Wearing a traditional Kashmiri tunic, Modi said the army had admitted it made a mistake in gunning down two teenagers on Srinagar's outskirts last month.
The army's admission "is the proof of my intention. I've come to get you justice," he told several thousand people who gathered at a sports stadium.
The incumbent chief minister, Omar Abdullah, complained that the rally was being packed with residents from Hindu majority areas of the state such as Jammu. "Why not just have the rally there?" he said on his official Twitter feed. Abdullah, from Kashmir's largest pro-India regional party, has been the region's top elected official since 2008.
Voter Abdul Jabbar, 50, said he hoped the prime minister would help the mountainous region tackle rampant corruption and unemployment — promises Modi has repeatedly made at the national level.

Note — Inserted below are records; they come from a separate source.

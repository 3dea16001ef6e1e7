//! sqlreplay - transparent transaction retry for serializable SQL databases
//!
//! Serializable databases abort transactions that conflict with concurrent
//! work and expect the client to run them again. sqlreplay decorates an
//! existing client driver so that this happens without application code:
//! every call is recorded, and when a transaction fails with a transient
//! error the recorded calls are replayed on a fresh connection. Everything
//! the application read is folded into a checksum; if the replay reads the
//! same data the application carries on, otherwise it gets a
//! concurrent-update error.
//!
//! # Quick Start
//!
//! ```ignore
//! use sqlreplay::{Connection, Driver, DriverOptions, ResultSetExt, Statement};
//!
//! let options = DriverOptions::new().with_retry_transient_errors(true);
//! let driver = Driver::new(my_factory, options)?;
//!
//! let mut conn = driver.connect()?;
//! conn.set_auto_commit(false)?;
//! let mut stmt = conn.create_statement()?;
//! let mut rs = stmt.execute_query("select balance from accounts where id = 1")?;
//! rs.next()?;
//! let balance = rs.get_i64(1)?;
//! stmt.execute_update("update accounts set balance = balance - 10 where id = 1")?;
//! conn.commit()?; // retried and verified on serialization failures
//! ```
//!
//! # Architecture
//!
//! - `sqlreplay-core`: errors, values and the driver traits
//! - `sqlreplay-query`: `FOR UPDATE` rewriting and the row-locking toggle
//! - `sqlreplay-concurrency`: recording proxies, checksums and the retry loop
//! - `sqlreplay-engine`: options, plugin registry and the `Driver` facade

pub use sqlreplay_concurrency::*;
pub use sqlreplay_core::*;
pub use sqlreplay_engine::*;
pub use sqlreplay_query::*;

"He is the prime minister of India, and has the power to tackle our issues," Jabbar said.
Modi promised that his government would help the region by repairing towns devastated by extreme flooding in September, building tourism, launching hydroelectricity projects and tackling endemic graft.
"I'll steer you out of these miseries," he said.
The region was on high alert Monday with paramilitary snipers on rooftops, road barricades and sniffer dogs near rally sites. A daytime curfew was imposed in some parts of Srinagar barring residents from leaving their homes.
Officials said they were taking no risks with Modi in the fractious region before a third day of voting is held on Tuesday. The elections are being held in five stages to allow government forces to better guard against any violence or anti-India protests. Results are due Dec. 23.
On Sunday night, a suspected rebel hurled a grenade that injured one soldier at a paramilitary post in the southern town of Tral, police said.
Authorities have detained hundreds of separatist leaders and activists in recent days who had called for an election boycott.
Shops, schools and other businesses were shuttered Monday after the separatist umbrella group All Parties Hurriyat Conference called for a general strike to "send a clear message to Indian leadership that Kashmiris have never accepted the dominance and hegemony of Indian union and they would decide their political future only through right to self-determination."
More than 68,000 people have been killed since 1989 in the rebel uprising and a subsequent Indian military crackdown that has suppressed most rebel activity.
India and Pakistan fought two of their three wars since 1947 over rival claims to Kashmir.